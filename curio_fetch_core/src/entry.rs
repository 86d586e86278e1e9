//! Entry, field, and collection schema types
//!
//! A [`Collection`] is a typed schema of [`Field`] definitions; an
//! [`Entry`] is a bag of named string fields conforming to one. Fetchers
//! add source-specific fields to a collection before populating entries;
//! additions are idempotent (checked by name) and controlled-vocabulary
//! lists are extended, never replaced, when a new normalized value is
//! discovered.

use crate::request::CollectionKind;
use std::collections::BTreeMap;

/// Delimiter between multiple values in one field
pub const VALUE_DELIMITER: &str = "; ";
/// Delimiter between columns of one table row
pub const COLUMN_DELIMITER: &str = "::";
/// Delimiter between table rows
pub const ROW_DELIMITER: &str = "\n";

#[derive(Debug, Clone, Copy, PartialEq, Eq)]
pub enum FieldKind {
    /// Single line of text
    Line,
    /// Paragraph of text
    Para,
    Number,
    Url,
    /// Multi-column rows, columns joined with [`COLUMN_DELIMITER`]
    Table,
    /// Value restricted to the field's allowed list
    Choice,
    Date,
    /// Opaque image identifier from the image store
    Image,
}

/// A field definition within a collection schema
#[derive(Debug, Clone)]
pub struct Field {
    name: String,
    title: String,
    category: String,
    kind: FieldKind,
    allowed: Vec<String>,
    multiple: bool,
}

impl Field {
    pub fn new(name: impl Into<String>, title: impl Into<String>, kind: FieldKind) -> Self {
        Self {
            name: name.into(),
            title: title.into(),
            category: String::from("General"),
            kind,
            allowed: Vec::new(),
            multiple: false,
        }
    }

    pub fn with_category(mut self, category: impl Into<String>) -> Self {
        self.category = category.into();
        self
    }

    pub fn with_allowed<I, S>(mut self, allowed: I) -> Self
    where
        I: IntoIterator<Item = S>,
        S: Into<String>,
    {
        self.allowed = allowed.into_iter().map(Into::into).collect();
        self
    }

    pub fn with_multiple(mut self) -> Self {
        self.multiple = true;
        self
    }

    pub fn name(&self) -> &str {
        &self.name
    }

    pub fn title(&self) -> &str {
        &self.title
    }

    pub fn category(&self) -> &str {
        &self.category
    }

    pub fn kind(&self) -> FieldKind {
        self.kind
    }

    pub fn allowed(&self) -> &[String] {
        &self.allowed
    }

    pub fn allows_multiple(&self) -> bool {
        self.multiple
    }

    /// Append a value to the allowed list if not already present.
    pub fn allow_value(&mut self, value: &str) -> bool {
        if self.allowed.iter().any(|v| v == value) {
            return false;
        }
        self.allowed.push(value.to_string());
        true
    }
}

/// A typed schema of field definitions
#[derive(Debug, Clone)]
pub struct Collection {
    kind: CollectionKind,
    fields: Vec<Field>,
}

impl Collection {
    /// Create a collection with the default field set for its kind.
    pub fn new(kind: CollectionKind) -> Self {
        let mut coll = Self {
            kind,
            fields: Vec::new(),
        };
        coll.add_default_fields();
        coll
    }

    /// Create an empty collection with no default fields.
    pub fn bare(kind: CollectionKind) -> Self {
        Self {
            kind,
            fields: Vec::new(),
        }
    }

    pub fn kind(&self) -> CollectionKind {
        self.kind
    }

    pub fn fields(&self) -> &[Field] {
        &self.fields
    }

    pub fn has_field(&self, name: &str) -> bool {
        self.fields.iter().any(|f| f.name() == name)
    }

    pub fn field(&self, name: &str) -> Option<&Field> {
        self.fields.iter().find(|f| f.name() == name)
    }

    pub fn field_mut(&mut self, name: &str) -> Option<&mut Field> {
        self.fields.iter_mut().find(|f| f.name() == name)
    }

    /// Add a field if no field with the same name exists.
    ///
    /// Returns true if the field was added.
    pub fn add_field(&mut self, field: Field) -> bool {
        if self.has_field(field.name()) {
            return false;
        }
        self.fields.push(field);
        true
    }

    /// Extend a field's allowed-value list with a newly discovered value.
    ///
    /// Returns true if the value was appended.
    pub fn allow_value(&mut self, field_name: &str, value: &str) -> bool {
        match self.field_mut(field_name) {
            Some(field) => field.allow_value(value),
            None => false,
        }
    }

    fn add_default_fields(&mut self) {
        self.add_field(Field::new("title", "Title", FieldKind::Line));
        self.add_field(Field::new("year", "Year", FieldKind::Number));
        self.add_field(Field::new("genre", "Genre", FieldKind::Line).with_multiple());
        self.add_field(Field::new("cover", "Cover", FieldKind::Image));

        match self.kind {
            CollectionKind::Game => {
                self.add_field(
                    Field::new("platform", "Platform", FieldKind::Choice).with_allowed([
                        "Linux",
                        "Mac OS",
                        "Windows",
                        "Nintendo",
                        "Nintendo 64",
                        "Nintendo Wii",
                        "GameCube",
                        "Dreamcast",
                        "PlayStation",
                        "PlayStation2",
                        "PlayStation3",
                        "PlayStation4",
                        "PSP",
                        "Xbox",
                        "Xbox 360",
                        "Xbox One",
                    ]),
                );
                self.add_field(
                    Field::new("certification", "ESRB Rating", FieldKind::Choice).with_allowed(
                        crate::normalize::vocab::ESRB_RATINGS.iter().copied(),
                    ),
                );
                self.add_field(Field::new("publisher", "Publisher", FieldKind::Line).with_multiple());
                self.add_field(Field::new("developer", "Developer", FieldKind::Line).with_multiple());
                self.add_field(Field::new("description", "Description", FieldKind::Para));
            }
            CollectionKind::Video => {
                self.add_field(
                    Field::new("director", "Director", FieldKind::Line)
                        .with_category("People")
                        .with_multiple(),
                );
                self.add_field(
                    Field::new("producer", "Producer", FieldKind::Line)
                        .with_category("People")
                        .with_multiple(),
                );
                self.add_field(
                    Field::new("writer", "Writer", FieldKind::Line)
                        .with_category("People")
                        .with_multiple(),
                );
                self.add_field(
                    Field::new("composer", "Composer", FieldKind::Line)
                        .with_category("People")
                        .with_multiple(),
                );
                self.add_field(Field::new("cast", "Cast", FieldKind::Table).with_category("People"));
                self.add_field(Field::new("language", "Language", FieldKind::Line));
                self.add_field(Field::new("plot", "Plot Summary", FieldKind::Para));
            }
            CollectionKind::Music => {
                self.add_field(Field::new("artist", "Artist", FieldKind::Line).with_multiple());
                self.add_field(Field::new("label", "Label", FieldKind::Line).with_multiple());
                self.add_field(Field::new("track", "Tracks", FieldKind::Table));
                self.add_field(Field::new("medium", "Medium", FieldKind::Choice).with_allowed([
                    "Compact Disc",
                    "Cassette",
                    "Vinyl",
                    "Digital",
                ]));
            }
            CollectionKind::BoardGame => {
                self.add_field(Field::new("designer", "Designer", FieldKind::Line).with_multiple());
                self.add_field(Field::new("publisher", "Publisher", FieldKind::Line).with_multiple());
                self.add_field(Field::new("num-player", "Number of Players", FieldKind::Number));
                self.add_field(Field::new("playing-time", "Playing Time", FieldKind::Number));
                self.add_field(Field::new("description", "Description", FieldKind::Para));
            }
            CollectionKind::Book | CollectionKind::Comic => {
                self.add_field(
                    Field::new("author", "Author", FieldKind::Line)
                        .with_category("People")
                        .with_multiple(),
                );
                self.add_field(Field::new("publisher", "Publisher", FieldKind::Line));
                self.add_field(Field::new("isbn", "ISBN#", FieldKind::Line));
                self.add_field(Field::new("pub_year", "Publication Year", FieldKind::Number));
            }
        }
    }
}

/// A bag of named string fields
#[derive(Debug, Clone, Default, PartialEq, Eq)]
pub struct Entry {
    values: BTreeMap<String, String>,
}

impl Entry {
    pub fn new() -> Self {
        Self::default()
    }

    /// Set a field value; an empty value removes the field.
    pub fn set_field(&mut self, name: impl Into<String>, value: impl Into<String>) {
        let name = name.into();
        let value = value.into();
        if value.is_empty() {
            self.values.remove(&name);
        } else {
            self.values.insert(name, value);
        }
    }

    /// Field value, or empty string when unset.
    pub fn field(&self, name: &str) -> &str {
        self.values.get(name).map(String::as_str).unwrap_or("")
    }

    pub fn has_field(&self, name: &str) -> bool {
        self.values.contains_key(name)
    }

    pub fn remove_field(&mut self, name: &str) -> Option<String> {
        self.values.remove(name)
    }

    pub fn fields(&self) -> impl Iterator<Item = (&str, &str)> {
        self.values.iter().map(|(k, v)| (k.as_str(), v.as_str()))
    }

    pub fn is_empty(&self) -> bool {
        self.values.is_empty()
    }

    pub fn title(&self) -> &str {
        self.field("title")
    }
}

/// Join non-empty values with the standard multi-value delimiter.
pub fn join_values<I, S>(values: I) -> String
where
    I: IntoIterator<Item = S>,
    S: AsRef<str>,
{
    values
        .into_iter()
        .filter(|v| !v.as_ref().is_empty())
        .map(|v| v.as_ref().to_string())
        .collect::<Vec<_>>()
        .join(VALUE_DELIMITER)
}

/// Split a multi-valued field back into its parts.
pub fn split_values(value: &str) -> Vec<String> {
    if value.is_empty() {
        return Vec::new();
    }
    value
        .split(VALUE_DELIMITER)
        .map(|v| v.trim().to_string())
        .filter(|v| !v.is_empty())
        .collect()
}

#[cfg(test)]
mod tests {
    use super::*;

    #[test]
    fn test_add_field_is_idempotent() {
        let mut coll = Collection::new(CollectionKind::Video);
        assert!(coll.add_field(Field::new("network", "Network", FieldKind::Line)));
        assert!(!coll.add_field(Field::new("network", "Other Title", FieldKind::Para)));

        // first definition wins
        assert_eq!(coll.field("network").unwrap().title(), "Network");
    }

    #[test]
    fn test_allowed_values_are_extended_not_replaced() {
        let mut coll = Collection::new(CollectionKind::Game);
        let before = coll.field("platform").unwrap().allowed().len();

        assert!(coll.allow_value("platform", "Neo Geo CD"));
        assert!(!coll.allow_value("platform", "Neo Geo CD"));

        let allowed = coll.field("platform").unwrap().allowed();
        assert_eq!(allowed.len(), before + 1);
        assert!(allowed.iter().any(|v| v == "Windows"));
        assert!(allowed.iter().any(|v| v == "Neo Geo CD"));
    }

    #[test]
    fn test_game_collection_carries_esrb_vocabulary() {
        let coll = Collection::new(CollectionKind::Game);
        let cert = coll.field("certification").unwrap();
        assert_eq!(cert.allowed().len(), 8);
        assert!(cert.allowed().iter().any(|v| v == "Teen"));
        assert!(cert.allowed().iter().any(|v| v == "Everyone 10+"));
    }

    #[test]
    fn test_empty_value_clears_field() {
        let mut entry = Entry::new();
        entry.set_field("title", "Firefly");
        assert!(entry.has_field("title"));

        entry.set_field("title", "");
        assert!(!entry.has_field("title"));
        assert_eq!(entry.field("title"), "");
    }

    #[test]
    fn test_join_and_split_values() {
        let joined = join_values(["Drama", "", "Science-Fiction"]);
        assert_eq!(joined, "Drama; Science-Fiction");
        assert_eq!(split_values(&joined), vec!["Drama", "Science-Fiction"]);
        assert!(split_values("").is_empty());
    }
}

---

- [TASK ITEM]: Across all the entries above, how many lines have the word "filter" in them? Only the number, please.

- [SOLUTION TO THIS PROBLEM]: 2